→ How to complete this task: Copy every line from the data below in which the string "orchestrator" can be found.

Dataset entries:
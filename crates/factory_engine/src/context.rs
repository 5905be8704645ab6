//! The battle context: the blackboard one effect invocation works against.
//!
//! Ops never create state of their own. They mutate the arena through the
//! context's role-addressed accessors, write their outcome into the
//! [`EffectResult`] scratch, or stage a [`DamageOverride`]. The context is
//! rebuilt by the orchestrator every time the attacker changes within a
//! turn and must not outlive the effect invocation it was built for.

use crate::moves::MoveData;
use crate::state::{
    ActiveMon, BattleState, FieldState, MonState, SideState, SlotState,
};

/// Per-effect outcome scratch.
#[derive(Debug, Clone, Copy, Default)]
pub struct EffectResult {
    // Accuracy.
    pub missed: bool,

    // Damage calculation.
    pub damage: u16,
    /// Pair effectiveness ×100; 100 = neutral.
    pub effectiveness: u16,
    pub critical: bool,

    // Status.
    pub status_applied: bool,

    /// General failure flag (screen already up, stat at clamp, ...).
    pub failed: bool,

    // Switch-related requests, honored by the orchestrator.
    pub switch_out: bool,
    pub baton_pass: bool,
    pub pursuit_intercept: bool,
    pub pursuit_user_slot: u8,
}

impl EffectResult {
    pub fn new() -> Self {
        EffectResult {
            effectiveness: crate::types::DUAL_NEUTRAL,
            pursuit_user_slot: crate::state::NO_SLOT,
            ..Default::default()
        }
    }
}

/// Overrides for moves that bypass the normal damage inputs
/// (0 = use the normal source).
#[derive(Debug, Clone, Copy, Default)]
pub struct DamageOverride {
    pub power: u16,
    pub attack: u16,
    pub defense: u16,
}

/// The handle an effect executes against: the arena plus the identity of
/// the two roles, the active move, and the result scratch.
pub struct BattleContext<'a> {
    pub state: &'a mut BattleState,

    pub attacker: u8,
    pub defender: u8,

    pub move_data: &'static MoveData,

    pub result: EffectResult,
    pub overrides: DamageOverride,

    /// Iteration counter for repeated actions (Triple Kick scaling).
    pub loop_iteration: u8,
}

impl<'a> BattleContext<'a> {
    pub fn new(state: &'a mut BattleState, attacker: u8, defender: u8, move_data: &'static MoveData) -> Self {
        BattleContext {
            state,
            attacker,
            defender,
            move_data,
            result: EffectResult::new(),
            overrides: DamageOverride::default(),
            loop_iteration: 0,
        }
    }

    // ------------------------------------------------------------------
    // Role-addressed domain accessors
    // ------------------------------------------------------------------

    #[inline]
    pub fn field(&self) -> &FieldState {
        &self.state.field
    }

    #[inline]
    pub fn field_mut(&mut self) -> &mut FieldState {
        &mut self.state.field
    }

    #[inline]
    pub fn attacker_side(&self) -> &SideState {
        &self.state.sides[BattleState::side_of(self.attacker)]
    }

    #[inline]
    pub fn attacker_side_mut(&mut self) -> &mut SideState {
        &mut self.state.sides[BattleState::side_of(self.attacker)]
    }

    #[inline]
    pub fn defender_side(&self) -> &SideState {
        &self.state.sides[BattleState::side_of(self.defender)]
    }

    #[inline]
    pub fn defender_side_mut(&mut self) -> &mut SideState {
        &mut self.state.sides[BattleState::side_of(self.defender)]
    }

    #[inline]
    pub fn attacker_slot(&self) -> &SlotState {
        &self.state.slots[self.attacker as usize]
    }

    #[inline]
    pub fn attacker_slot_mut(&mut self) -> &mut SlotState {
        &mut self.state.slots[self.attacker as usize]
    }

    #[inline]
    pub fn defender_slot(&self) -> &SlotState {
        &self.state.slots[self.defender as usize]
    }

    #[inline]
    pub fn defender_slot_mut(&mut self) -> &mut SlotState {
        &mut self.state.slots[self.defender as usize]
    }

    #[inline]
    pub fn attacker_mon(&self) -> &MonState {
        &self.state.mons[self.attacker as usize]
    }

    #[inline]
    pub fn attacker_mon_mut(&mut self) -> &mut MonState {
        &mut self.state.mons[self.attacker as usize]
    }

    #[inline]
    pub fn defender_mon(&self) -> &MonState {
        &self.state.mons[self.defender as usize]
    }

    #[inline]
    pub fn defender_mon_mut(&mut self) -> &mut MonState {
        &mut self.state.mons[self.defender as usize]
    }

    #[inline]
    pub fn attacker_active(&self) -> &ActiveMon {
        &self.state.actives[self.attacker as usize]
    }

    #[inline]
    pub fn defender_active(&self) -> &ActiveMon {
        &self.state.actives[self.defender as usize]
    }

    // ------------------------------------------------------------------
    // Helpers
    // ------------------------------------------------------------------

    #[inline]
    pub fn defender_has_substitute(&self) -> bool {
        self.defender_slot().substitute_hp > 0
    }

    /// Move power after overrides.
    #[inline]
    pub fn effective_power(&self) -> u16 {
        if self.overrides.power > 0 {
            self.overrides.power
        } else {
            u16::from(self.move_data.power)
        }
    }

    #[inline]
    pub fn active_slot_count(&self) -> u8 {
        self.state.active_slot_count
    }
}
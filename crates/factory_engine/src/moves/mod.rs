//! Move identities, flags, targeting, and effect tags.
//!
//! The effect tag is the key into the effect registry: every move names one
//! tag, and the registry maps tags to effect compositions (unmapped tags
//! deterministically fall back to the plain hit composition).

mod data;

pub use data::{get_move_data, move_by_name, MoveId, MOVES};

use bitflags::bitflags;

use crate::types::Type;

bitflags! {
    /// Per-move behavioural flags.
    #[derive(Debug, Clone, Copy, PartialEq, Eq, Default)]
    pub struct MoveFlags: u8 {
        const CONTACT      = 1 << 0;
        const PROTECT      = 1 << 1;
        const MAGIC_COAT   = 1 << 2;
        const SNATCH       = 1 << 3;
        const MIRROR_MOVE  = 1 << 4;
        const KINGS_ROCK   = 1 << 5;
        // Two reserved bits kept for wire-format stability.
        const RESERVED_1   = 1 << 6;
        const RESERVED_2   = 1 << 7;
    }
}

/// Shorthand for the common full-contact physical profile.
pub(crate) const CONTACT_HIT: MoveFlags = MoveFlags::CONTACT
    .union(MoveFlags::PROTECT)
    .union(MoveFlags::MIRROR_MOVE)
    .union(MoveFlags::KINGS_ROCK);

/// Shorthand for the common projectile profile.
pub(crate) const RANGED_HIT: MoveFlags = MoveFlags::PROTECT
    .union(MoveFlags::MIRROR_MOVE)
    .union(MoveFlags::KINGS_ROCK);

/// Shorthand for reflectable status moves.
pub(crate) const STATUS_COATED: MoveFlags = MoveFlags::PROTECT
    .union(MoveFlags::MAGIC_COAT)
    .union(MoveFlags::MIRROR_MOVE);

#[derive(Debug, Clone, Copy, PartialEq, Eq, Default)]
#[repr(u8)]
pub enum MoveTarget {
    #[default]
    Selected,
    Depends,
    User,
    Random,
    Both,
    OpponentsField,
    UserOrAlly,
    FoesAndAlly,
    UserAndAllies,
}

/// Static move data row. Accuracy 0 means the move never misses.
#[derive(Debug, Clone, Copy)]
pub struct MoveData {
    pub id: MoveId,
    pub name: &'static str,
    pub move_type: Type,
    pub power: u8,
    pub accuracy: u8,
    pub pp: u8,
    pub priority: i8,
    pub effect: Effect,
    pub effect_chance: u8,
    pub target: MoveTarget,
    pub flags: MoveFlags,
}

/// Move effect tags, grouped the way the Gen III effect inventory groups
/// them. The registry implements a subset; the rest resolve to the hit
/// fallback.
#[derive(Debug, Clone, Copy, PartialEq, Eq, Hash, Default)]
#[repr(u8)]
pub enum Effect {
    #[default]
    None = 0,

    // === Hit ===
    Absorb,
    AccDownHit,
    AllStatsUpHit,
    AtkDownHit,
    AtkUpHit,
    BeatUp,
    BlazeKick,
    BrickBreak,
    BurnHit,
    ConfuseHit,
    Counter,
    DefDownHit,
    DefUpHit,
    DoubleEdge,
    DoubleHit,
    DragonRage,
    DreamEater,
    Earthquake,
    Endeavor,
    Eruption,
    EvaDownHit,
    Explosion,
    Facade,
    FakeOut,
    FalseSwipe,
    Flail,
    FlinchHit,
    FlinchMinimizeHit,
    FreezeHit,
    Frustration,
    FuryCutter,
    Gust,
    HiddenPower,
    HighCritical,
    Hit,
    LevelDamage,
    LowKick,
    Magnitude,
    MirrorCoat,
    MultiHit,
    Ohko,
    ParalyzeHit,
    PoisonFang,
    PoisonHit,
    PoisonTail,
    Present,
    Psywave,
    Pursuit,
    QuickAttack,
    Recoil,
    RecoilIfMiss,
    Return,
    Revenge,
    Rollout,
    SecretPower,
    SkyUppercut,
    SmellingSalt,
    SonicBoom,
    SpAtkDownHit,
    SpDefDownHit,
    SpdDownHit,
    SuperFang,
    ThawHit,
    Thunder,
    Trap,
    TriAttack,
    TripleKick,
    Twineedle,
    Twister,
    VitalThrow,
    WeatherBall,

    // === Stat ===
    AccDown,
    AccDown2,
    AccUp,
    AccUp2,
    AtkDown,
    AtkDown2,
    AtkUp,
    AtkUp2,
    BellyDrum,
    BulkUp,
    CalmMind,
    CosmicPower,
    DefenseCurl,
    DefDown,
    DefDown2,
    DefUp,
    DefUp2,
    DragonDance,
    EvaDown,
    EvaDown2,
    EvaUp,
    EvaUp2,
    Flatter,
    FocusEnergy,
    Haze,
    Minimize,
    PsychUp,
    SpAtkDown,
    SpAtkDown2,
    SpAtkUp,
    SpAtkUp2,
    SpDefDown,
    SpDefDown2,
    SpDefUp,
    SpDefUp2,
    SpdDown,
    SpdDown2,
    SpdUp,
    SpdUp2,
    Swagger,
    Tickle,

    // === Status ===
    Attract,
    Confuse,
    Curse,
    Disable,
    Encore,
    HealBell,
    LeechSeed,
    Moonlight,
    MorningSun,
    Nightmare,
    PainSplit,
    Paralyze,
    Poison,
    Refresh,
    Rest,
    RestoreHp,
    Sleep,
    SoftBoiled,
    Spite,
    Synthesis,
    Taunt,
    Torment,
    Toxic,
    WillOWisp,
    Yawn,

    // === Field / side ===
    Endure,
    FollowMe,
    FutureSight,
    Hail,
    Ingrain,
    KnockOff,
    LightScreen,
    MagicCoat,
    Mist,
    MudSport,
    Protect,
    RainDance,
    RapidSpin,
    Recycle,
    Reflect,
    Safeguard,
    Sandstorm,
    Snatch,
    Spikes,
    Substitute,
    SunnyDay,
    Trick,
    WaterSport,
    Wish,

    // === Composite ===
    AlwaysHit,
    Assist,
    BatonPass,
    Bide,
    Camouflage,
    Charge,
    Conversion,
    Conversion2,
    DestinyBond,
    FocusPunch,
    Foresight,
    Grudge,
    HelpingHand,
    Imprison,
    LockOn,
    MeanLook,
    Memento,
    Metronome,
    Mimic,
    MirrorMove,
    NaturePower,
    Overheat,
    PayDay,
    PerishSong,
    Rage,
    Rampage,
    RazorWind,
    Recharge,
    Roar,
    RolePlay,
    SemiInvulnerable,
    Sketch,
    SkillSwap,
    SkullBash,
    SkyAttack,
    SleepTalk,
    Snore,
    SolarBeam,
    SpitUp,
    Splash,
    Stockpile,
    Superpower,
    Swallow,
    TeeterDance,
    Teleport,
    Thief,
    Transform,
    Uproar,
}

→ Exercise result:
//! rebuilt by the orchestrator every time the attacker changes within a
    // Switch-related requests, honored by the orchestrator.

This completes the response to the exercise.